(Saved entries)
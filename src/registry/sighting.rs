//! Folding a detection into an identity.
//!
//! Both automatic matching and manual assignment go through these helpers
//! so the running embedding, activity summary and seasonal archive are
//! updated the same way regardless of who made the decision.

use crate::config::SeasonalConfig;
use crate::embedding::{ExtractorSpec, blend};
use crate::registry::{
    Detection, Identity, IdentityId, Mutation, RegistryState, Sex, StoredEmbedding,
};
use crate::season::{SeasonCalendar, SeasonScope, archive};

/// Everything needed to fold sightings consistently.
#[derive(Debug, Clone)]
pub struct SightingPolicy {
    /// Configured extractors in fusion order.
    pub specs: Vec<ExtractorSpec>,
    /// Seasonal archive settings.
    pub seasonal: SeasonalConfig,
    /// Calendar derived from the seasonal settings.
    pub calendar: SeasonCalendar,
    /// Floor for the weight of a new sample.
    pub min_blend_weight: f32,
}

impl SightingPolicy {
    /// Build a policy.
    pub fn new(
        specs: Vec<ExtractorSpec>,
        seasonal: SeasonalConfig,
        min_blend_weight: f32,
    ) -> Self {
        let calendar = SeasonCalendar::new(&seasonal.periods);
        Self {
            specs,
            seasonal,
            calendar,
            min_blend_weight,
        }
    }

    /// Primary extractor spec.
    pub fn primary(&self) -> Option<&ExtractorSpec> {
        self.specs.first()
    }

    /// Seasonal scope of a detection.
    pub fn scope(&self, detection: &Detection) -> Option<SeasonScope> {
        SeasonScope::for_detection(&self.seasonal, &self.calendar, &self.specs, detection)
    }

    /// Whether the detection carries the primary embedding at the
    /// configured version, which seeding requires.
    pub fn can_seed(&self, detection: &Detection) -> bool {
        self.primary()
            .is_some_and(|p| detection.embedding(&p.name, &p.version).is_some())
    }
}

/// Mutations seeding a new identity from a detection.
///
/// Seasonal trait vectors go to the archive, not onto the identity.
pub fn seed(id: IdentityId, detection: &Detection, policy: &SightingPolicy) -> Vec<Mutation> {
    let scope = policy.scope(detection);
    let mut identity = Identity::seed(id, detection);
    identity
        .embeddings
        .retain(|name, _| !SeasonScope::routes(scope.as_ref(), name));

    let mut mutations = vec![Mutation::identity(identity)];
    if let Some(scope) = scope
        && let Some(record) =
            archive::observe(None, id, detection, &scope, policy.min_blend_weight)
    {
        mutations.push(Mutation::seasonal(record));
    }
    mutations
}

/// Mutations adding one sighting of `detection` to an existing identity.
pub fn join(
    state: &RegistryState,
    identity: &Identity,
    detection: &Detection,
    policy: &SightingPolicy,
) -> Vec<Mutation> {
    let scope = policy.scope(detection);
    let mut updated = identity.clone();

    for embedding in &detection.embeddings {
        if SeasonScope::routes(scope.as_ref(), &embedding.extractor) {
            continue;
        }
        let entry = updated.embeddings.get(&embedding.extractor);
        let next = match entry {
            Some(stored) if stored.version == embedding.version => StoredEmbedding {
                version: stored.version.clone(),
                vector: blend(
                    &stored.vector,
                    &embedding.vector,
                    stored.samples,
                    policy.min_blend_weight,
                )
                .unwrap_or_else(|| stored.vector.clone()),
                samples: stored.samples + 1,
            },
            // A newer extractor version replaces the stale vector.
            _ => StoredEmbedding {
                version: embedding.version.clone(),
                vector: embedding.vector.clone(),
                samples: 1,
            },
        };
        updated.embeddings.insert(embedding.extractor.clone(), next);
    }

    if updated.category.sex == Sex::Unknown {
        updated.category.sex = detection.category.sex;
    }
    updated.sightings += 1;
    updated.extend_span(detection.timestamp);
    updated.activity.record(&detection.camera, detection.timestamp);
    updated.offer_exemplar(detection);

    let mut mutations = vec![Mutation::identity(updated)];
    if let Some(scope) = scope {
        let existing = archive::lookup(state, identity.id, &scope.tag);
        if let Some(record) = archive::observe(
            existing,
            identity.id,
            detection,
            &scope,
            policy.min_blend_weight,
        ) {
            mutations.push(Mutation::seasonal(record));
        }
    }
    mutations
}

#[cfg(test)]
#[allow(clippy::unwrap_used)]
mod tests {
    use super::*;
    use crate::embedding::Embedding;
    use crate::registry::{
        AgeClass, BoundingBox, Category, DetectionId, DetectionState, SeasonalTrait,
    };
    use chrono::{TimeZone, Utc};
    use std::path::PathBuf;

    fn policy() -> SightingPolicy {
        let seasonal = SeasonalConfig {
            extractor: Some("antler".to_string()),
            species: vec!["red_deer".to_string()],
            ..SeasonalConfig::default()
        };
        SightingPolicy::new(
            vec![
                ExtractorSpec::new("body", "v1", 0.7),
                ExtractorSpec::new("antler", "v1", 0.3),
            ],
            seasonal,
            0.05,
        )
    }

    fn detection(id: u64, species: &str, month: u32) -> Detection {
        Detection {
            id: DetectionId(id),
            image: PathBuf::from("img.jpg"),
            crop: PathBuf::from("crop.jpg"),
            bbox: BoundingBox {
                x1: 0.0,
                y1: 0.0,
                x2: 1.0,
                y2: 1.0,
            },
            category: Category {
                species: species.to_string(),
                sex: Sex::Male,
                age: AgeClass::Adult,
            },
            confidence: 0.9,
            timestamp: Utc.with_ymd_and_hms(2024, month, 5, 12, 0, 0).unwrap(),
            camera: "cam-1".to_string(),
            viewpoint: None,
            embeddings: vec![
                Embedding::new("body", "v1", vec![1.0, 0.0]).unwrap(),
                Embedding::new("antler", "v1", vec![0.0, 1.0]).unwrap(),
            ],
            state: DetectionState::Embedded,
            assignment: None,
            review: Vec::new(),
            candidates: Vec::new(),
            linked_to: None,
            rejected: Vec::new(),
            last_error: None,
            attempts: 0,
        }
    }

    fn apply(state: &mut RegistryState, mutations: Vec<Mutation>) {
        for m in mutations {
            state.apply(m);
        }
    }

    #[test]
    fn test_seed_routes_seasonal_vector_to_archive() {
        let mut state = RegistryState::default();
        apply(
            &mut state,
            seed(IdentityId(1), &detection(1, "red_deer", 3), &policy()),
        );

        let identity = &state.identities[&IdentityId(1)];
        assert!(identity.embeddings.contains_key("body"));
        assert!(!identity.embeddings.contains_key("antler"));
        let record: &SeasonalTrait = archive::lookup(&state, IdentityId(1), "2024-early").unwrap();
        assert_eq!(record.sightings, 1);
    }

    #[test]
    fn test_seed_keeps_all_vectors_for_other_species() {
        let mut state = RegistryState::default();
        apply(
            &mut state,
            seed(IdentityId(1), &detection(1, "lynx", 3), &policy()),
        );
        let identity = &state.identities[&IdentityId(1)];
        assert!(identity.embeddings.contains_key("antler"));
        assert!(state.seasonal.is_empty());
    }

    #[test]
    fn test_join_blends_and_counts() {
        let mut state = RegistryState::default();
        let policy = policy();
        apply(
            &mut state,
            seed(IdentityId(1), &detection(1, "red_deer", 3), &policy),
        );

        let mut second = detection(2, "red_deer", 8);
        second.embeddings[0] = Embedding::new("body", "v1", vec![0.0, 1.0]).unwrap();
        let identity = state.identities[&IdentityId(1)].clone();
        let mutations = join(&state, &identity, &second, &policy);
        apply(&mut state, mutations);

        let identity = &state.identities[&IdentityId(1)];
        assert_eq!(identity.sightings, 2);
        assert_eq!(identity.embeddings["body"].samples, 2);
        let v = &identity.embeddings["body"].vector;
        assert!((v[0] - v[1]).abs() < 1e-6);
        assert_eq!(identity.last_seen, second.timestamp);

        // August falls in the late period: a new row, the early one untouched.
        assert!(archive::lookup(&state, IdentityId(1), "2024-late").is_some());
        assert_eq!(
            archive::lookup(&state, IdentityId(1), "2024-early")
                .unwrap()
                .sightings,
            1
        );
    }

    #[test]
    fn test_join_replaces_stale_version() {
        let mut state = RegistryState::default();
        let policy = policy();
        apply(
            &mut state,
            seed(IdentityId(1), &detection(1, "lynx", 3), &policy),
        );
        let mut newer = detection(2, "lynx", 3);
        newer.embeddings = vec![Embedding::new("body", "v2", vec![0.0, 1.0]).unwrap()];
        let identity = state.identities[&IdentityId(1)].clone();
        let mutations = join(&state, &identity, &newer, &policy);
        apply(&mut state, mutations);

        let stored = &state.identities[&IdentityId(1)].embeddings["body"];
        assert_eq!(stored.version, "v2");
        assert_eq!(stored.samples, 1);
    }

    #[test]
    fn test_join_narrows_unknown_sex() {
        let mut state = RegistryState::default();
        let policy = policy();
        let mut first = detection(1, "lynx", 3);
        first.category.sex = Sex::Unknown;
        apply(&mut state, seed(IdentityId(1), &first, &policy));

        let mut female = detection(2, "lynx", 3);
        female.category.sex = Sex::Female;
        let identity = state.identities[&IdentityId(1)].clone();
        let joined = join(&state, &identity, &female, &policy);
        apply(&mut state, joined);
        assert_eq!(state.identities[&IdentityId(1)].category.sex, Sex::Female);

        // Once known, the sex is never changed by a later sighting.
        let mut unsexed = detection(3, "lynx", 3);
        unsexed.category.sex = Sex::Unknown;
        let identity = state.identities[&IdentityId(1)].clone();
        let joined = join(&state, &identity, &unsexed, &policy);
        apply(&mut state, joined);
        assert_eq!(state.identities[&IdentityId(1)].category.sex, Sex::Female);
    }

    #[test]
    fn test_can_seed_requires_primary() {
        let policy = policy();
        let mut d = detection(1, "lynx", 3);
        assert!(policy.can_seed(&d));
        d.embeddings.remove(0);
        assert!(!policy.can_seed(&d));
    }
}
//! Identity registry: durable store of individuals and detections.
//!
//! All writes go through [`Registry::commit`]: the closure inspects the
//! current state and returns the mutations to apply, which are journaled
//! before they become visible. A failed append leaves memory untouched.

pub mod corrections;
pub mod index;
pub mod integrity;
pub mod profile;
pub mod sighting;
pub mod state;
pub mod store;
pub mod types;

pub use index::{Hit, VectorIndex};
pub use sighting::SightingPolicy;
pub use state::{Commit, Mutation, RegistryState, Snapshot};
pub use store::{JournalStore, MemoryStore, RegistryStore};
pub use types::{
    ANY_VIEWPOINT, ActivitySummary, AgeClass, Assignment, AssignmentMethod, BoundingBox,
    CandidateScore, Category, Detection, DetectionId, DetectionState, Exemplar, Identity,
    IdentityId, Incident, ReviewFlag, SeasonalTrait, Sex, StoredEmbedding,
};

use crate::error::{Error, Result};
use chrono::Utc;
use std::sync::RwLock;
use std::sync::atomic::{AtomicUsize, Ordering};
use tracing::{debug, info, warn};

/// Shared handle to the registry state and its store.
pub struct Registry {
    state: RwLock<RegistryState>,
    store: Box<dyn RegistryStore>,
    compact_every: usize,
    since_compact: AtomicUsize,
}

impl Registry {
    /// Load a registry from a store. `compact_every = 0` disables automatic
    /// compaction.
    pub fn open(store: Box<dyn RegistryStore>, compact_every: usize) -> Result<Self> {
        let (snapshot, commits) = store.load()?;
        let mut state = snapshot.map_or_else(RegistryState::default, RegistryState::from_snapshot);
        let replayed = commits.len();
        for commit in commits {
            if commit.seq > state.seq {
                state.apply_commit(commit);
            }
        }

        debug!(
            "Registry open: {} identities, {} detections, {} commits replayed",
            state.identities.len(),
            state.detections.len(),
            replayed
        );

        Ok(Self {
            state: RwLock::new(state),
            store,
            compact_every,
            since_compact: AtomicUsize::new(replayed),
        })
    }

    /// Empty registry backed by memory.
    pub fn in_memory() -> Self {
        Self {
            state: RwLock::new(RegistryState::default()),
            store: Box::new(MemoryStore::new()),
            compact_every: 0,
            since_compact: AtomicUsize::new(0),
        }
    }

    /// Run a read-only closure against the current state.
    pub fn read<T>(&self, f: impl FnOnce(&RegistryState) -> T) -> Result<T> {
        let state = self.state.read().map_err(|_| Error::LockPoisoned {
            what: "registry state",
        })?;
        Ok(f(&state))
    }

    /// Compute and apply mutations atomically.
    ///
    /// The closure sees the state under the write lock, so decisions it
    /// makes cannot race other commits.
    pub fn commit<T>(
        &self,
        f: impl FnOnce(&RegistryState) -> Result<(Vec<Mutation>, T)>,
    ) -> Result<T> {
        let mut state = self.state.write().map_err(|_| Error::LockPoisoned {
            what: "registry state",
        })?;

        let (mutations, value) = f(&state)?;
        if mutations.is_empty() {
            return Ok(value);
        }

        let commit = Commit {
            seq: state.seq + 1,
            at: Utc::now(),
            mutations,
        };
        self.store.append(&commit)?;
        state.apply_commit(commit);

        let since = self.since_compact.fetch_add(1, Ordering::SeqCst) + 1;
        if self.compact_every > 0 && since >= self.compact_every {
            match self.store.compact(&state.to_snapshot()) {
                Ok(()) => {
                    self.since_compact.store(0, Ordering::SeqCst);
                    debug!("Compacted registry at commit {}", state.seq);
                }
                Err(e) => warn!("Registry compaction failed: {e}"),
            }
        }

        Ok(value)
    }

    /// Write a fresh snapshot and truncate the journal.
    pub fn compact(&self) -> Result<()> {
        let state = self.state.read().map_err(|_| Error::LockPoisoned {
            what: "registry state",
        })?;
        self.store.compact(&state.to_snapshot())?;
        self.since_compact.store(0, Ordering::SeqCst);
        info!("Compacted registry at commit {}", state.seq);
        Ok(())
    }

    /// Clone one identity.
    pub fn identity(&self, id: IdentityId) -> Result<Identity> {
        self.read(|s| s.identities.get(&id).cloned())?
            .ok_or(Error::IdentityNotFound { id })
    }

    /// Clone one detection.
    pub fn detection(&self, id: DetectionId) -> Result<Detection> {
        self.read(|s| s.detections.get(&id).cloned())?
            .ok_or(Error::DetectionNotFound { id })
    }
}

◆ EXERCISE:
In the data above, find each line that has the word "existing" and copy it out.

◆ RESULT:
/// Mutations adding one sighting of `detection` to an existing identity.
        let existing = archive::lookup(state, identity.id, &scope.tag);
            existing,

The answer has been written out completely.